I live in a disaster zone. No, really: the National Guard was called out, FEMA is here and everything. You’ve probably at least heard about the flooding in the Midwest. My area was not spared. Fifteen bridges and parts of 30 roads in my county are damaged or destroyed and areas that never flood were under water as the ground became saturated from too much rain. Levees broke and people had to be rescued from their homes in boats.
Fortunately, I am high and dry and was unaffected, at least directly, by the flooding. Hundreds of others, however, weren’t as fortunate. One of my husband’s colleagues lost his house and both of his cars. A former colleague of mine from the local newspaper (now retired) showed up in the newsroom, sodden, shoeless, and saying he didn’t know where else to go after water rushed through his apartment.
On the day the floods came, I called a friend whose family was returning from vacation to tell her not to attempt to drive home from the airport that night because of a combination of closed roads and a lack of “road closed” signs. After the state police told her husband it would take an estimated 10 hours to travel what normally takes one hour, they took my advice.

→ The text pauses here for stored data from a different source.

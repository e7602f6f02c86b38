// src/dag/scheduler_step.rs

//! Result type of a single status change reported to the flow.

use crate::types::{TaskId, WorkId};

/// Structured result of one driver call (`mark_succeeded`, `mark_failed`).
///
/// Useful for tests that step a flow by hand and for the runtime, which
/// logs it.
#[derive(Debug, Clone, Default, PartialEq, Eq)]
pub struct FlowStep {
    /// `Init` tasks whose dependencies became satisfied by this change.
    /// They are handed out by the next `next_runnable` call.
    pub newly_ready: Vec<TaskId>,
    /// Tasks newly marked `Unreachable` because of this change.
    pub newly_unreachable: Vec<TaskId>,
    /// Works whose finishing action ran during this change.
    pub finished_works: Vec<WorkId>,
    /// Works whose finishing action reported a failure during this change.
    pub failed_aggregations: Vec<WorkId>,
    /// Whether every work is now terminal.
    pub flow_done: bool,
}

People who live near the river here know they’re at risk and take their chances. Those who live two or three miles from the river don’t consider that it will rain seven inches or so in one day, a levee will break or be breached, and their house and cars will be damaged or destroyed.

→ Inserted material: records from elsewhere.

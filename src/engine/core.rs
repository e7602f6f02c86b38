// src/engine/core.rs

//! Pure core runtime state machine.
//!
//! This module contains a synchronous, deterministic "core runtime" that
//! consumes [`RuntimeEvent`]s and produces:
//! - an updated flow state
//! - a list of "commands" describing what the IO shell should do next
//!
//! The async/IO-heavy shell (`engine::runtime::Runtime`) is responsible for:
//! - reading events from channels
//! - sending `ScheduledTask`s to the executor
//! - writing snapshots
//!
//! The core is unit tested without any Tokio, channels or processes.

use std::collections::BTreeSet;

use crate::engine::event_handlers::{
    dispatch_runnable, handle_task_completion, keep_running_or_exit, CoreStep,
};
use crate::engine::{RuntimeEvent, RuntimeOptions};
use crate::flow::Flow;
use crate::types::TaskId;

/// Pure core runtime state.
///
/// Owns the flow and the set of tasks currently handed to the executor.
#[derive(Debug)]
pub struct CoreRuntime {
    flow: Flow,
    in_flight: BTreeSet<TaskId>,
    options: RuntimeOptions,
}

impl CoreRuntime {
    pub fn new(flow: Flow, options: RuntimeOptions) -> Self {
        Self {
            flow,
            in_flight: BTreeSet::new(),
            options,
        }
    }

    pub fn flow(&self) -> &Flow {
        &self.flow
    }

    pub fn into_flow(self) -> Flow {
        self.flow
    }

    pub fn options(&self) -> &RuntimeOptions {
        &self.options
    }

    pub fn in_flight(&self) -> &BTreeSet<TaskId> {
        &self.in_flight
    }

    /// Dispatch the initially runnable tasks.
    pub fn start(&mut self) -> CoreStep {
        let mut commands = dispatch_runnable(&mut self.flow, &mut self.in_flight);
        let keep_running = keep_running_or_exit(&self.flow, &self.in_flight, &mut commands);
        CoreStep {
            commands,
            keep_running,
        }
    }

    /// Handle a single runtime event, updating core state and returning the
    /// resulting commands for the IO shell.
    pub fn step(&mut self, event: RuntimeEvent) -> CoreStep {
        match event {
            RuntimeEvent::TaskCompleted { task, outcome } => handle_task_completion(
                &mut self.flow,
                &mut self.in_flight,
                &self.options,
                task,
                outcome,
            ),
            RuntimeEvent::ShutdownRequested => CoreStep {
                commands: Vec::new(),
                keep_running: false,
            },
        }
    }
}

While we live in tornado country, I never figured a tornado would hit the city—Indiana, after all, isn’t Kansas—until one hit about two miles from me a couple of years ago. We’ve also had a couple of earthquakes here, the last one only a couple of months ago.
Even with unexpected floods, tornadoes and earthquakes that have the potential to disrupt large portions of, if not entire, areas, I don’t have an emergency kit ready to grab and go. I should. We all should.
So I went looking for information about emergency kits. What if it’s a situation where I should stay at home? What about if I need to leave the house—now!?
Homeland Security’s site (www.ready.gov) suggested that we have both kinds: One in case we need to stay in the house; one we can grab on the run (in case, for example, the waters are rising). It’s a good site for information on emergency planning. It even includes a section for people with special needs (www.ready.gov/america/getakit/disabled.html), which can include those with diabetic complications, which was developed with the American Association of Retired Persons (AARP), the Red Cross, and the National Organization on Disability.
But despite the extensive supply lists and planning information, there is something that isn’t addressed: What if you take insulin, pramlintide (brand name Symlin), exenatide (Byetta), or something else that needs to be refrigerated? Do you plan on swinging by the fridge to grab your vial and/or pen? Do you place a vial and/or a pen in your emergency kit and exchange it for a fresh container each time you run out of the old one? (On a personal note, I’ve never refrigerated insulin after it’s been opened and never had a problem with potency. Then, again, I keep my house at about 68 degrees year-round.)
Because blood glucose reagent strips have expiration dates, I guess we could also keep a container in our emergency kit and change that out each time we need a new one.
The site’s suggestion that we keep copies of prescriptions in our emergency kits is a good one. At least we could go to the pharmacy and get refills. Unless, of course, the damage is widespread enough that the nearest pharmacy is in the next state.
I’ll continue to ponder that one. In the meantime, I’m inclined to go for the one where I keep a vial, pen, and container of strips in my emergency kit and change them out from there, unless somebody has a better idea.
One thing I no longer ponder, however, is whether I’m safe from Mother Nature’s seeming state of permanent PMS. As recent events have proven, nobody is exempt from possible disaster.